Cybersecurity specialists report that the Cisco Nexus 9000 Series switch presents a critical vulnerability that, if exploited, would allow an attacker to remotely connect to a compromised device using Secure Shell (SSH) and control it with root user privileges. The company revealed the existence of this vulnerability in recent days, giving it a severity score of 9/10.
The vulnerability lies in the SSH key management process of the Nexus 9000 Series switch; the company mistakenly placed a pair of default SSH keys on these devices that any attacker with the necessary skills could steal to connect to the device via IPv6. The vulnerability was discovered by independent investigators who subsequently submitted the report to the Cisco security teams.
Cybersecurity and digital forensics specialists claim that the vulnerability could be exploited by opening an SSH connection via IPv6 to a compromised device using the stolen keys, so that the attacker could obtain root user privileges. Because so far no alternative solutions are known, Cisco strongly recommends users to install their systems’ updates.
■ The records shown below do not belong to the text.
// Quartz
// Copyright (c) 2026 The Project Quartz Developers.
//
// This Source Code Form is subject to the terms of the Mozilla Public
// License, v. 2.0. If a copy of the MPL was not distributed with this
// file, You can obtain one at https://mozilla.org/MPL/2.0/.

//! The `io` module implements byte-level reading and writing on top of
//! `std::io`.
//!
//! All multi-byte integers are little-endian. The traits are implemented for
//! every `std::io::Read`/`std::io::Write` type, so readers and writers
//! compose with the standard library as usual while error values stay within
//! the crate's [`Result`](crate::errors::Result).

use std::io;

use crate::errors::Result;

/// `ReadBytes` provides methods to read bytes and interpret them as
/// little-endian integers.
pub trait ReadBytes {
    /// Reads a single byte from the stream and returns it, or an error.
    fn read_byte(&mut self) -> Result<u8>;

    /// Reads exactly the number of bytes required to fill `buf`, or returns
    /// an error.
    fn read_buf_exact(&mut self, buf: &mut [u8]) -> Result<()>;

    /// Reads two bytes from the stream and interprets them as an unsigned
    /// 16-bit little-endian integer.
    fn read_u16(&mut self) -> Result<u16> {
        let mut buf = [0u8; 2];
        self.read_buf_exact(&mut buf)?;
        Ok(u16::from_le_bytes(buf))
    }

    /// Reads four bytes from the stream and interprets them as an unsigned
    /// 32-bit little-endian integer.
    fn read_u32(&mut self) -> Result<u32> {
        let mut buf = [0u8; 4];
        self.read_buf_exact(&mut buf)?;
        Ok(u32::from_le_bytes(buf))
    }

    /// Reads eight bytes from the stream and interprets them as an unsigned
    /// 64-bit little-endian integer.
    fn read_u64(&mut self) -> Result<u64> {
        let mut buf = [0u8; 8];
        self.read_buf_exact(&mut buf)?;
        Ok(u64::from_le_bytes(buf))
    }
}

impl<R: io::Read> ReadBytes for R {
    fn read_byte(&mut self) -> Result<u8> {
        let mut buf = [0u8; 1];
        io::Read::read_exact(self, &mut buf)?;
        Ok(buf[0])
    }

    fn read_buf_exact(&mut self, buf: &mut [u8]) -> Result<()> {
        io::Read::read_exact(self, buf)?;
        Ok(())
    }
}

/// `WriteBytes` provides methods to write bytes and little-endian integers.
pub trait WriteBytes {
    /// Writes a single byte to the stream.
    fn write_byte(&mut self, byte: u8) -> Result<()>;

    /// Writes the entire buffer to the stream.
    fn write_buf(&mut self, buf: &[u8]) -> Result<()>;

    /// Writes an unsigned 16-bit integer in little-endian order.
    fn write_u16(&mut self, value: u16) -> Result<()> {
        self.write_buf(&value.to_le_bytes())
    }

    /// Writes an unsigned 32-bit integer in little-endian order.
    fn write_u32(&mut self, value: u32) -> Result<()> {
        self.write_buf(&value.to_le_bytes())
    }

    /// Writes an unsigned 64-bit integer in little-endian order.
    fn write_u64(&mut self, value: u64) -> Result<()> {
        self.write_buf(&value.to_le_bytes())
    }
}

impl<W: io::Write> WriteBytes for W {
    fn write_byte(&mut self, byte: u8) -> Result<()> {
        io::Write::write_all(self, &[byte])?;
        Ok(())
    }

    fn write_buf(&mut self, buf: &[u8]) -> Result<()> {
        io::Write::write_all(self, buf)?;
        Ok(())
    }
}

/// A pass-through writer that counts the bytes written through it.
pub struct CountingWriter<W: io::Write> {
    inner: W,
    count: u64,
}

impl<W: io::Write> CountingWriter<W> {
    /// Wraps the given writer.
    pub fn new(inner: W) -> Self {
        CountingWriter { inner, count: 0 }
    }

    /// The number of bytes written so far.
    pub fn count(&self) -> u64 {
        self.count
    }

    /// Unwraps the monitored writer.
    pub fn into_inner(self) -> W {
        self.inner
    }
}

impl<W: io::Write> io::Write for CountingWriter<W> {
    fn write(&mut self, buf: &[u8]) -> io::Result<usize> {
        let written = self.inner.write(buf)?;
        self.count += written as u64;
        Ok(written)
    }

    fn flush(&mut self) -> io::Result<()> {
        self.inner.flush()
    }
}

#[cfg(test)]
mod tests {
    use super::{CountingWriter, ReadBytes, WriteBytes};

    #[test]
    fn verify_round_trip_integers() {
        let mut buf = Vec::new();
        buf.write_byte(0x7f).unwrap();
        buf.write_u16(0x1234).unwrap();
        buf.write_u32(0xdead_beef).unwrap();
        buf.write_u64(0x0102_0304_0506_0708).unwrap();

        let mut cursor = &buf[..];
        assert_eq!(cursor.read_byte().unwrap(), 0x7f);
        assert_eq!(cursor.read_u16().unwrap(), 0x1234);
        assert_eq!(cursor.read_u32().unwrap(), 0xdead_beef);
        assert_eq!(cursor.read_u64().unwrap(), 0x0102_0304_0506_0708);
    }

    #[test]
    fn verify_short_read_is_an_error() {
        let mut cursor = &[0u8; 3][..];
        assert!(cursor.read_u32().is_err());
    }

    #[test]
    fn verify_counting_writer() {
        let mut writer = CountingWriter::new(Vec::new());
        writer.write_buf(&[1, 2, 3]).unwrap();
        writer.write_u32(9).unwrap();
        assert_eq!(writer.count(), 7);
        assert_eq!(writer.into_inner().len(), 7);
    }
}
The company also launched update patches for other flaws in the Nexus 9000 switch software; all the vulnerabilities corrected in this update affect systems running versions of the Cisco NX-OS software earlier than version 14.1.
Cisco also received a report of a mid-severity directory escalation vulnerability that, if exploited, could allow a local attacker with access to valid login credentials to overwrite sensitive system files.
Finally, a high severity vulnerability was corrected in the NX-OS software version 14.1 that could allow threat actors with administrator credentials to execute arbitrary NX-OS commands as a root user, report cybersecurity specialists from the International Institute of Cyber Security (IICS).
Experts also found that the Cisco software did not correctly validate TLS clients certificates sent between the components of a Nexus 9000 switch structure.